Eternal eclipse Cloak and Dagger
'Peki kaçıp gitsek' dedi adam hevesle 'kimsenin bizi tanımadığı bir yere başka bir gezegene mesela o zaman her şey daha güzel olmaz mıydı?' kadın duyduklarının şaşkınlığıyla sersemlemiş bir şekilde yavaşça adamın göğsünden hafifçe doğrulup şefkatle baktı adamın gözlerindeki hevese 'ama sevgilim' dedi hüzünle 'nereye kaçarsak kaçalım kimliğimizi arkamızda bırakamayız, başka bir gezegen bile yok etmeye yetmez bunu' duraksadı bakışlarını içten içe kendine duyduğu utançla adamın gözlerinden kaçırarak fısıldadı 'kimse kaçamaz kendinden' sözleri en çok kendineydi.
°●■○•4.BÖLÜM•○■●°
~yeni gezegen?~
Yaşanmamış veya yaşanmayacak anıların altında eziliyor insan bazen. Karanlık görüldükten sonra kalıyor mu anlamı aydınlığın? Tartışılabilir tabii, insan aydınlığı görmeden bilemiyor. Mesela ruhumun karanlığa sıkıştığını aydınlığı görünceye kadar bilememiştim ben de, içimdeki beni içten içe yiyen rahatsızlığı refahı buluncaya kadar göz ucuyla bile fark etmemiştim. Kalbimin uçsuz bucaksız arayışını onu buluncaya kadar farkında bile değildim. Aslında bu güne kadar tüm kâbusların ayın yedisine sıkıştığını sanırken asıl kâbusu bu güne kadar yaşadığımın farkında bile değildim. Kırılgan ince bir buzun üzerinde ölmeyi bekliyormuşum bugüne kadar, yaşamak neymiş? Öğrenmeye vaktim hiç olmamış. Bir yerlerde bir senaryo yazılmış ve ben de bu güne kadar bana ait olmayan bir hayattın baş rolünü çalmışım ama şimdi kağıt kalem elimde kendi hikayemin ilk satırını yazıyorum.
Sanki kader baştan yazılmış ve ben yeni hayatıma onun gözerinde merhaba diyorum.

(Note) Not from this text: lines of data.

use std::time::{Duration, Instant};
use tracing::{debug, info};

use crate::filters::{self, Category, FilterCatalog, FilterOption};
use crate::i18n::I18n;
use crate::selection::debounce::SEARCH_DEBOUNCE;
use crate::selection::{query, OrderBy, SelectionState};
use crate::statement::feed::{load_statements, StatementFeed};
use crate::statement::Statement;
use crate::url_sync::{AddressBar, SyncPhase, UrlParams, UrlSynchronizer};

/// One page session: the loaded statements, what the user picked, and the
/// address bar mirroring it.
///
/// All mutation goes through here so the address is written after every
/// settled change. Derived lists (speakers, visible statements) are
/// recomputed on each call from the current inputs.
pub struct Session<B: AddressBar> {
    i18n: I18n,
    catalog: FilterCatalog,
    statements: Vec<Statement>,
    loading: bool,
    selection: SelectionState,
    url_sync: UrlSynchronizer,
    address_bar: B,
}

impl<B: AddressBar> Session<B> {
    /// Start a session and restore the selection from the bar's address.
    pub fn new(i18n: I18n, address_bar: B) -> Self {
        Self::with_debounce(i18n, address_bar, SEARCH_DEBOUNCE)
    }

    pub fn with_debounce(i18n: I18n, address_bar: B, debounce_window: Duration) -> Self {
        let catalog = FilterCatalog::new(&i18n);
        let mut session = Self {
            i18n,
            catalog,
            statements: Vec::new(),
            loading: true,
            selection: SelectionState::new(debounce_window),
            url_sync: UrlSynchronizer::new(),
            address_bar,
        };
        let address = session.address_bar.current();
        session
            .url_sync
            .restore(&address, &mut session.selection, &session.catalog);
        session.offer_speakers();
        session.sync_address();
        session
    }

    /// Fetch statements from `feed`. Failures leave an empty list.
    pub fn load(&mut self, feed: &dyn StatementFeed) {
        self.loading = true;
        let statements = load_statements(feed, &self.i18n);
        self.finish_loading(statements);
    }

    /// Replace the statement list and mark loading as done.
    pub fn finish_loading(&mut self, statements: Vec<Statement>) {
        info!("Session has {} statements", statements.len());
        self.statements = statements;
        self.loading = false;
        self.offer_speakers();
        self.sync_address();
    }

    fn offer_speakers(&mut self) {
        if self.url_sync.phase() != SyncPhase::AwaitingCatalogs {
            return;
        }
        let speakers = self.persons();
        self.url_sync.on_speakers_changed(&speakers, &mut self.selection);
    }

    fn sync_address(&mut self) {
        self.url_sync.write(&self.selection, &mut self.address_bar);
    }

    pub fn is_loading(&self) -> bool {
        self.loading
    }

    pub fn i18n(&self) -> &I18n {
        &self.i18n
    }

    pub fn statements(&self) -> &[Statement] {
        &self.statements
    }

    pub fn selection(&self) -> &SelectionState {
        &self.selection
    }

    pub fn sync_phase(&self) -> SyncPhase {
        self.url_sync.phase()
    }

    pub fn address_bar(&self) -> &B {
        &self.address_bar
    }

    pub fn themes(&self) -> &[FilterOption] {
        self.catalog.themes()
    }

    pub fn sectors(&self) -> &[FilterOption] {
        self.catalog.sectors()
    }

    /// Speaker options for the current statements.
    pub fn persons(&self) -> Vec<FilterOption> {
        filters::persons(&self.statements)
    }

    /// Speaker options narrowed by the speaker search box.
    pub fn visible_persons(&self) -> Vec<FilterOption> {
        let persons = self.persons();
        filters::visible_persons(&persons, self.selection.person_search_phrase())
            .into_iter()
            .cloned()
            .collect()
    }

    /// Options available in `category` right now.
    pub fn options(&self, category: Category) -> Vec<FilterOption> {
        match category {
            Category::Theme => self.themes().to_vec(),
            Category::Sector => self.sectors().to_vec(),
            Category::Speaker => self.persons(),
        }
    }

    /// Statements passing the current selection, in display order.
    pub fn visible(&self) -> Vec<&Statement> {
        query::compile(&self.statements, &self.selection)
    }

    pub fn toggle(&mut self, category: Category, option: FilterOption) {
        self.selection.toggle(category, option);
        self.sync_address();
    }

    /// Toggle by slug. Returns false if the category has no such option.
    pub fn toggle_slug(&mut self, category: Category, slug: &str) -> bool {
        let Some(option) = self.options(category).into_iter().find(|o| o.slug == slug) else {
            debug!("No {} option {slug:?}", category.as_str());
            return false;
        };
        self.toggle(category, option);
        true
    }

    pub fn clear(&mut self, category: Category) {
        self.selection.clear(category);
        self.sync_address();
    }

    /// Type into the search box at `now`. Statements and the address follow
    /// once the debounce window passes (see [`Session::tick`]).
    pub fn set_search_phrase_at(&mut self, text: &str, now: Instant) {
        self.tick(now);
        self.selection.set_search_phrase_at(text, now);
    }

    pub fn set_search_phrase(&mut self, text: &str) {
        self.set_search_phrase_at(text, Instant::now());
    }

    /// Let time pass. Returns true when a pending search phrase settled.
    pub fn tick(&mut self, now: Instant) -> bool {
        let settled = self.selection.tick(now);
        if settled {
            self.sync_address();
        }
        settled
    }

    /// Settle any pending search phrase immediately.
    pub fn flush_search(&mut self) -> bool {
        let settled = self.selection.flush_search();
        if settled {
            self.sync_address();
        }
        settled
    }

    pub fn set_person_search_phrase(&mut self, text: &str) {
        self.selection.set_person_search_phrase(text);
    }

    pub fn set_order_by(&mut self, order_by: OrderBy) {
        self.selection.set_order_by(order_by);
        self.sync_address();
    }

    /// Query parameters currently reflected in the address.
    pub fn url_params(&self) -> UrlParams {
        self.url_sync.params_for(&self.selection)
    }

    pub fn query_string(&self) -> String {
        self.url_params().to_query_string()
    }
}

#[cfg(test)]
mod tests {
    use super::*;
    use crate::statement::{normalize, RawStatement};
    use crate::url_sync::MemoryAddressBar;

    fn statement(id: u64, person: &str, date: &str, details: &str) -> Statement {
        normalize(
            RawStatement {
                id,
                date: date.to_string(),
                person: person.to_string(),
                sector: "media".to_string(),
                details: details.to_string(),
                themes: vec!["starvation".to_string()],
                ..RawStatement::default()
            },
            &I18n::default(),
        )
    }

    fn session(address: &str) -> Session<MemoryAddressBar> {
        Session::new(I18n::default(), MemoryAddressBar::parse(address).unwrap())
    }

    #[test]
    fn test_new_session_is_loading_and_empty() {
        let session = session("/");
        assert!(session.is_loading());
        assert!(session.visible().is_empty());
        assert!(session.persons().is_empty());
        assert_eq!(session.address_bar().history().len(), 1);
    }

    #[test]
    fn test_toggle_writes_address() {
        let mut session = session("/");
        assert!(session.toggle_slug(Category::Theme, "starvation"));
        assert!(!session.toggle_slug(Category::Theme, "nope"));
        assert_eq!(session.address_bar().current().query(), Some("t=starvation"));

        session.toggle_slug(Category::Theme, "starvation");
        assert_eq!(session.address_bar().current().query(), None);
        assert_eq!(session.address_bar().history().len(), 3);
    }

    #[test]
    fn test_search_writes_only_settled_phrase() {
        let t0 = Instant::now();
        let mut session = session("/");
        session.set_search_phrase_at("cea", t0);
        session.set_search_phrase_at("ceasefire", t0 + Duration::from_millis(100));
        assert!(!session.tick(t0 + Duration::from_millis(300)));
        assert_eq!(session.address_bar().history().len(), 1);

        assert!(session.tick(t0 + Duration::from_millis(350)));
        assert_eq!(session.address_bar().current().query(), Some("q=ceasefire"));
        assert_eq!(session.address_bar().history().len(), 2);
    }

    #[test]
    fn test_late_keystroke_writes_settled_phrase_first() {
        let t0 = Instant::now();
        let mut session = session("/");
        session.set_search_phrase_at("aid", t0);
        session.set_search_phrase_at("aidx", t0 + Duration::from_millis(300));
        assert_eq!(session.address_bar().current().query(), Some("q=aid"));

        session.tick(t0 + Duration::from_millis(600));
        let history: Vec<String> = session
            .address_bar()
            .history()
            .iter()
            .map(|u| u.query().unwrap_or("").to_string())
            .collect();
        assert_eq!(history, ["", "q=aid", "q=aidx"]);
    }

    #[test]
    fn test_speaker_param_waits_for_statements() {
        let mut session = session("?p=bob");
        assert_eq!(session.sync_phase(), SyncPhase::AwaitingCatalogs);

        session.finish_loading(vec![
            statement(0, "Alice", "01/02/2024", "a"),
            statement(1, "Bob", "05/01/2024", "b"),
        ]);
        assert_eq!(session.sync_phase(), SyncPhase::Synchronized);
        assert_eq!(session.selection().selected_slugs(Category::Speaker), ["bob"]);
        let ids: Vec<u64> = session.visible().iter().map(|s| s.id).collect();
        assert_eq!(ids, [1]);

        // Reloading does not re-apply the original address.
        session.clear(Category::Speaker);
        session.finish_loading(vec![statement(0, "Bob", "01/02/2024", "a")]);
        assert!(session.selection().selected(Category::Speaker).is_empty());
    }

    #[test]
    fn test_speaker_param_kept_when_load_is_empty() {
        let mut session = session("?p=bob");
        session.finish_loading(Vec::new());
        assert!(!session.is_loading());
        assert_eq!(session.sync_phase(), SyncPhase::AwaitingCatalogs);
        assert_eq!(session.query_string(), "p=bob");
    }

    #[test]
    fn test_visible_persons_uses_person_search() {
        let mut session = session("/");
        session.finish_loading(vec![
            statement(0, "Alice", "01/02/2024", "a"),
            statement(1, "Bob", "05/01/2024", "b"),
            statement(2, "Bob", "06/01/2024", "c"),
        ]);
        session.set_person_search_phrase("ali");
        let slugs: Vec<String> = session.visible_persons().into_iter().map(|o| o.slug).collect();
        assert_eq!(slugs, ["alice"]);
        assert_eq!(session.persons()[0].title, "Bob (2)");
    }
}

Ağızımdaki iğrenç bir tatla bilimcim yavaş yavaş yerine gelirken, boğazımda gördüklerimin güzel bir rüyadan ibaret olabilme ihtimalinin getirdiği korkunç bir hayalkırıklığı vardı, bir yumru gibi boğazıma dizilmiş yutkunmamı engelliyordu. Göz kapaklarım kendi bağımsızlığını ilan etmiş açılmamak için direniyordu. Kalbim neden sakin atıyordu ki? Hızlı atması lazımdı! güzel bir rüyanın hayalkırıklığını yaşamaya hazır hissetmiyordum kendimi. Bu korku ruhumu bile titretmeye yetiyordu.

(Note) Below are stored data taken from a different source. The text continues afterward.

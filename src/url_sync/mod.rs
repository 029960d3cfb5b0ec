pub mod params;

use tracing::{debug, info, warn};
use url::Url;

use crate::error::Result;
use crate::filters::{resolve, Category, FilterCatalog, FilterOption};
use crate::selection::{OrderBy, SelectionState};
pub use params::{split_slugs, UrlParams, SEPARATOR};

/// Base used to resolve relative addresses such as `?t=starvation`.
pub const DEFAULT_BASE: &str = "http://localhost/";

/// The navigable address of the page.
pub trait AddressBar {
    fn current(&self) -> Url;

    /// Add a history entry without reloading.
    fn push(&mut self, url: Url);
}

/// Address bar backed by an in-memory history stack.
#[derive(Debug, Clone)]
pub struct MemoryAddressBar {
    current: Url,
    back: Vec<Url>,
}

impl MemoryAddressBar {
    pub fn new(url: Url) -> Self {
        Self {
            current: url,
            back: Vec::new(),
        }
    }

    /// Accepts absolute URLs or anything relative to [`DEFAULT_BASE`].
    pub fn parse(address: &str) -> Result<Self> {
        let url = Url::parse(DEFAULT_BASE)?.join(address.trim())?;
        Ok(Self::new(url))
    }

    /// Every address the page has shown, oldest first.
    pub fn history(&self) -> Vec<&Url> {
        self.back.iter().chain(std::iter::once(&self.current)).collect()
    }
}

impl AddressBar for MemoryAddressBar {
    fn current(&self) -> Url {
        self.current.clone()
    }

    fn push(&mut self, url: Url) {
        let previous = std::mem::replace(&mut self.current, url);
        self.back.push(previous);
    }
}

/// Where the synchronizer is in its startup.
#[derive(Debug, Clone, Copy, PartialEq, Eq)]
pub enum SyncPhase {
    /// The address has not been read yet.
    Uninitialized,
    /// A speaker filter from the address is waiting for the speaker catalog.
    AwaitingCatalogs,
    /// Startup reading is over; the address is only written from now on.
    Synchronized,
}

/// Keeps the selection and the address in step: reads the address once at
/// startup, then writes every settled change back as a history entry.
#[derive(Debug, Clone)]
pub struct UrlSynchronizer {
    phase: SyncPhase,
    pending_speakers: Option<String>,
    last_written: Option<UrlParams>,
}

impl Default for UrlSynchronizer {
    fn default() -> Self {
        Self::new()
    }
}

impl UrlSynchronizer {
    pub fn new() -> Self {
        Self {
            phase: SyncPhase::Uninitialized,
            pending_speakers: None,
            last_written: None,
        }
    }

    pub fn phase(&self) -> SyncPhase {
        self.phase
    }

    /// Raw `p` value still waiting for the speaker catalog.
    pub fn pending_speakers(&self) -> Option<&str> {
        self.pending_speakers.as_deref()
    }

    /// Apply the startup address to `selection`. Only the first call has any
    /// effect.
    pub fn restore(&mut self, address: &Url, selection: &mut SelectionState, catalog: &FilterCatalog) {
        if self.phase != SyncPhase::Uninitialized {
            warn!("Address already restored; ignoring {address}");
            return;
        }

        let params = UrlParams::parse(address.query().unwrap_or(""));
        if let Some(token) = &params.o {
            selection.set_order_by(OrderBy::from_token(token));
        }
        if let Some(phrase) = &params.q {
            selection.restore_search_phrase(phrase);
        }
        if let Some(value) = &params.s {
            selection.replace(Category::Sector, resolve(catalog.sectors(), &split_slugs(value)));
        }
        if let Some(value) = &params.t {
            selection.replace(Category::Theme, resolve(catalog.themes(), &split_slugs(value)));
        }

        self.pending_speakers = params.p.clone();
        self.phase = if self.pending_speakers.is_some() {
            SyncPhase::AwaitingCatalogs
        } else {
            SyncPhase::Synchronized
        };
        self.last_written = Some(params);
        info!("Restored selection from address ({:?})", self.phase);
    }

    /// Offer the current speaker catalog. The pending speaker filter is
    /// applied the first time the catalog is non-empty and never again.
    /// Returns true when the selection was changed.
    pub fn on_speakers_changed(&mut self, speakers: &[FilterOption], selection: &mut SelectionState) -> bool {
        if self.phase != SyncPhase::AwaitingCatalogs || speakers.is_empty() {
            return false;
        }
        self.phase = SyncPhase::Synchronized;
        let Some(value) = self.pending_speakers.take() else {
            return false;
        };
        let resolved = resolve(speakers, &split_slugs(&value));
        debug!("Applying {} of the speakers requested by the address", resolved.len());
        selection.replace(Category::Speaker, resolved);
        true
    }

    /// Parameters to show for `selection`. While the speaker catalog is
    /// still loading, the requested speakers are carried through unchanged.
    pub fn params_for(&self, selection: &SelectionState) -> UrlParams {
        let mut params = UrlParams::from_selection(selection);
        if self.phase == SyncPhase::AwaitingCatalogs && params.p.is_none() {
            params.p = self.pending_speakers.clone();
        }
        params
    }

    /// Write the settled selection to the address. Pushes at most one entry,
    /// and none when the parameters are unchanged. Returns true on push.
    pub fn write(&mut self, selection: &SelectionState, bar: &mut dyn AddressBar) -> bool {
        let params = self.params_for(selection);
        if self.last_written.as_ref() == Some(&params) {
            return false;
        }

        let mut url = bar.current();
        let query = params.to_query_string();
        url.set_query(if query.is_empty() { None } else { Some(&query) });
        debug!("Pushing address {url}");
        bar.push(url);
        self.last_written = Some(params);
        true
    }
}
pub mod debounce;
pub mod query;

use std::time::{Duration, Instant};
use tracing::debug;

use crate::filters::{Category, FilterOption};
use debounce::{DebounceHandle, Debouncer, SEARCH_DEBOUNCE};

/// Sort direction for the statement list.
#[derive(Debug, Clone, Copy, PartialEq, Eq, Default)]
pub enum OrderBy {
    /// Oldest first. Never written to the address.
    #[default]
    Oldest,
    /// Newest first, token `new`.
    Newest,
}

impl OrderBy {
    pub const NEWEST_TOKEN: &'static str = "new";

    /// Any token other than `new` sorts oldest first.
    pub fn from_token(token: &str) -> Self {
        match token.trim() {
            Self::NEWEST_TOKEN => OrderBy::Newest,
            _ => OrderBy::Oldest,
        }
    }

    pub fn token(&self) -> Option<&'static str> {
        match self {
            OrderBy::Oldest => None,
            OrderBy::Newest => Some(Self::NEWEST_TOKEN),
        }
    }
}

/// Everything the user has chosen on the page.
#[derive(Debug, Clone, PartialEq)]
pub struct SelectionState {
    themes: Vec<FilterOption>,
    sectors: Vec<FilterOption>,
    speakers: Vec<FilterOption>,
    search_phrase: String,
    debounced_search_phrase: String,
    person_search_phrase: String,
    order_by: OrderBy,
    search_debounce: Debouncer<String>,
}

impl Default for SelectionState {
    fn default() -> Self {
        Self::new(SEARCH_DEBOUNCE)
    }
}

impl SelectionState {
    pub fn new(debounce_window: Duration) -> Self {
        Self {
            themes: Vec::new(),
            sectors: Vec::new(),
            speakers: Vec::new(),
            search_phrase: String::new(),
            debounced_search_phrase: String::new(),
            person_search_phrase: String::new(),
            order_by: OrderBy::default(),
            search_debounce: Debouncer::new(debounce_window),
        }
    }

    fn slot(&mut self, category: Category) -> &mut Vec<FilterOption> {
        match category {
            Category::Theme => &mut self.themes,
            Category::Sector => &mut self.sectors,
            Category::Speaker => &mut self.speakers,
        }
    }

    /// Selected options in the order they were picked.
    pub fn selected(&self, category: Category) -> &[FilterOption] {
        match category {
            Category::Theme => &self.themes,
            Category::Sector => &self.sectors,
            Category::Speaker => &self.speakers,
        }
    }

    pub fn selected_slugs(&self, category: Category) -> Vec<&str> {
        self.selected(category).iter().map(|o| o.slug.as_str()).collect()
    }

    pub fn is_selected(&self, category: Category, slug: &str) -> bool {
        self.selected(category).iter().any(|o| o.slug == slug)
    }

    /// Deselect the option if its slug is selected, otherwise append it.
    pub fn toggle(&mut self, category: Category, option: FilterOption) {
        let slot = self.slot(category);
        if let Some(pos) = slot.iter().position(|o| o.slug == option.slug) {
            slot.remove(pos);
            debug!("Deselected {} {}", category.as_str(), option.slug);
        } else {
            debug!("Selected {} {}", category.as_str(), option.slug);
            slot.push(option);
        }
    }

    pub fn clear(&mut self, category: Category) {
        self.slot(category).clear();
    }

    /// Replace a whole category, e.g. when restoring from the address.
    /// Repeated slugs keep their first occurrence.
    pub fn replace(&mut self, category: Category, options: Vec<FilterOption>) {
        let slot = self.slot(category);
        slot.clear();
        for option in options {
            if !slot.iter().any(|o| o.slug == option.slug) {
                slot.push(option);
            }
        }
    }

    pub fn search_phrase(&self) -> &str {
        &self.search_phrase
    }

    /// The settled phrase statements are matched against.
    pub fn debounced_search_phrase(&self) -> &str {
        &self.debounced_search_phrase
    }

    /// Update the typed phrase and restart the debounce window at `now`.
    /// A pending phrase whose window already elapsed is committed first.
    pub fn set_search_phrase_at(&mut self, text: &str, now: Instant) -> DebounceHandle {
        self.tick(now);
        self.search_phrase = text.to_string();
        self.search_debounce.schedule(text.to_string(), now)
    }

    pub fn set_search_phrase(&mut self, text: &str) -> DebounceHandle {
        self.set_search_phrase_at(text, Instant::now())
    }

    /// Drop a pending search commit. Returns false if `handle` was superseded
    /// or already fired.
    pub fn cancel_search(&mut self, handle: DebounceHandle) -> bool {
        self.search_debounce.cancel(handle)
    }

    pub fn search_pending(&self) -> bool {
        self.search_debounce.is_pending()
    }

    pub fn search_deadline(&self) -> Option<Instant> {
        self.search_debounce.deadline()
    }

    /// Commit the pending phrase if its window has elapsed. Returns true when
    /// the debounced phrase changed.
    pub fn tick(&mut self, now: Instant) -> bool {
        match self.search_debounce.poll(now) {
            Some(phrase) => self.commit_search_phrase(&phrase),
            None => false,
        }
    }

    /// Commit the pending phrase without waiting.
    pub fn flush_search(&mut self) -> bool {
        match self.search_debounce.flush() {
            Some(phrase) => self.commit_search_phrase(&phrase),
            None => false,
        }
    }

    fn commit_search_phrase(&mut self, phrase: &str) -> bool {
        let trimmed = phrase.trim();
        if trimmed == self.debounced_search_phrase {
            return false;
        }
        debug!("Search phrase settled: {trimmed:?}");
        self.debounced_search_phrase = trimmed.to_string();
        true
    }

    /// Set both phrases at once, skipping the debounce window. Used when the
    /// phrase comes from the address on load.
    pub fn restore_search_phrase(&mut self, text: &str) {
        self.search_debounce.flush();
        self.search_phrase = text.to_string();
        self.debounced_search_phrase = text.to_string();
    }

    pub fn person_search_phrase(&self) -> &str {
        &self.person_search_phrase
    }

    /// Narrow the displayed speaker options. Does not affect statements.
    pub fn set_person_search_phrase(&mut self, text: &str) {
        self.person_search_phrase = text.to_string();
    }

    pub fn order_by(&self) -> OrderBy {
        self.order_by
    }

    pub fn set_order_by(&mut self, order_by: OrderBy) {
        self.order_by = order_by;
    }

    /// True when no filter, search or non-default order is active.
    pub fn is_default(&self) -> bool {
        Category::ALL.iter().all(|c| self.selected(*c).is_empty())
            && self.debounced_search_phrase.trim().is_empty()
            && self.order_by == OrderBy::Oldest
    }
}

#[cfg(test)]
mod tests {
    use super::*;

    fn option(slug: &str) -> FilterOption {
        FilterOption::new(slug, slug.to_uppercase())
    }

    #[test]
    fn test_toggle_appends_and_removes() {
        let mut selection = SelectionState::default();
        selection.toggle(Category::Theme, option("starvation"));
        selection.toggle(Category::Theme, option("displacement"));
        assert_eq!(selection.selected_slugs(Category::Theme), ["starvation", "displacement"]);

        selection.toggle(Category::Theme, option("starvation"));
        assert_eq!(selection.selected_slugs(Category::Theme), ["displacement"]);
        assert!(selection.selected(Category::Sector).is_empty());
    }

    #[test]
    fn test_toggle_is_its_own_inverse() {
        let mut selection = SelectionState::default();
        selection.toggle(Category::Sector, option("media"));
        let before = selection.clone();

        selection.toggle(Category::Sector, option("other"));
        selection.toggle(Category::Sector, option("other"));
        assert_eq!(selection, before);

        selection.toggle(Category::Speaker, option("alice"));
        selection.toggle(Category::Speaker, option("alice"));
        assert_eq!(selection, before);
    }

    #[test]
    fn test_toggle_identity_is_slug() {
        let mut selection = SelectionState::default();
        selection.toggle(Category::Speaker, FilterOption::new("alice", "Alice (2)"));
        selection.toggle(Category::Speaker, FilterOption::new("alice", "Alice (3)"));
        assert!(selection.selected(Category::Speaker).is_empty());
    }

    #[test]
    fn test_clear_is_idempotent() {
        let mut selection = SelectionState::default();
        selection.toggle(Category::Theme, option("starvation"));
        selection.clear(Category::Theme);
        selection.clear(Category::Theme);
        assert!(selection.selected(Category::Theme).is_empty());
        assert!(selection.is_default());
    }

    #[test]
    fn test_replace_dedups() {
        let mut selection = SelectionState::default();
        selection.replace(Category::Sector, vec![option("media"), option("other"), option("media")]);
        assert_eq!(selection.selected_slugs(Category::Sector), ["media", "other"]);
    }

    #[test]
    fn test_search_debounce_commits_last_value_once() {
        let t0 = Instant::now();
        let mut selection = SelectionState::default();
        let mut commits = 0;

        for (i, text) in ["c", "cease", "ceasefire "].iter().enumerate() {
            let now = t0 + Duration::from_millis(100 * i as u64);
            commits += selection.tick(now) as usize;
            selection.set_search_phrase_at(text, now);
            assert_eq!(selection.search_phrase(), *text);
        }
        assert_eq!(selection.debounced_search_phrase(), "");

        commits += selection.tick(t0 + Duration::from_millis(450)) as usize;
        commits += selection.tick(t0 + Duration::from_millis(1000)) as usize;
        assert_eq!(commits, 1);
        assert_eq!(selection.debounced_search_phrase(), "ceasefire");
    }

    #[test]
    fn test_settled_phrase_survives_late_keystroke() {
        let t0 = Instant::now();
        let mut selection = SelectionState::default();
        selection.set_search_phrase_at("aid", t0);
        selection.set_search_phrase_at("aidx", t0 + Duration::from_millis(300));
        assert_eq!(selection.debounced_search_phrase(), "aid");
        assert!(selection.search_pending());

        assert!(selection.tick(t0 + Duration::from_millis(600)));
        assert_eq!(selection.debounced_search_phrase(), "aidx");
    }

    #[test]
    fn test_cancel_search() {
        let t0 = Instant::now();
        let mut selection = SelectionState::default();
        let handle = selection.set_search_phrase_at("aid", t0);
        assert!(selection.cancel_search(handle));
        assert!(!selection.tick(t0 + Duration::from_secs(1)));
        assert_eq!(selection.debounced_search_phrase(), "");
        assert_eq!(selection.search_phrase(), "aid");
    }

    #[test]
    fn test_restore_search_phrase_skips_window() {
        let mut selection = SelectionState::default();
        selection.set_search_phrase_at("stale", Instant::now());
        selection.restore_search_phrase("ceasefire");
        assert_eq!(selection.search_phrase(), "ceasefire");
        assert_eq!(selection.debounced_search_phrase(), "ceasefire");
        assert!(!selection.search_pending());
    }

    #[test]
    fn test_order_by_tokens() {
        assert_eq!(OrderBy::from_token("new"), OrderBy::Newest);
        assert_eq!(OrderBy::from_token("old"), OrderBy::Oldest);
        assert_eq!(OrderBy::from_token("NEW"), OrderBy::Oldest);
        assert_eq!(OrderBy::from_token(""), OrderBy::Oldest);
        assert_eq!(OrderBy::Newest.token(), Some("new"));
        assert_eq!(OrderBy::Oldest.token(), None);
    }
}
pub mod json;
pub mod table;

"Daha ne kadar böyle uyuyormuş numarası yapacak" bilincim daha tam anlamıyla kendine gelememişken birden bire duyduğum melodik tonda bir kadın sesiyle irkildim. Gözlerim hâlâ tutkala yapışmış gibi kapalıydı fakat bilincimin tüm bulanıklığına rağmen bu sesin bana bir yerden tanıdık geldiğine emindim ama nerden tanıdığım hakında hiç bir fikrim yoktu. Ben daha birinci sesin tanıdıklığını çözememişken "şşttt bizi duyabiliyor" diyen fısıldayan ikinci bir kadın sesi daha duydum sesi doğrudan yatağımın sol tarafından geliyordu.
ŞİMDİ OKUDUĞUN
TENEBRİS: VULCAN
FantasyDaha önce masallardaki kötü cadının hikayesini hiç merak ettiniz mi? Hikayeyi bir de onun ağzından dinleseydik gerçekten ondan nefret edebilir miydik? Ya da küçük prenses düşündüğümüz kadar masum biri miydi? °°°°°°° ~ Bazen bana öyle güzel, öyle bü...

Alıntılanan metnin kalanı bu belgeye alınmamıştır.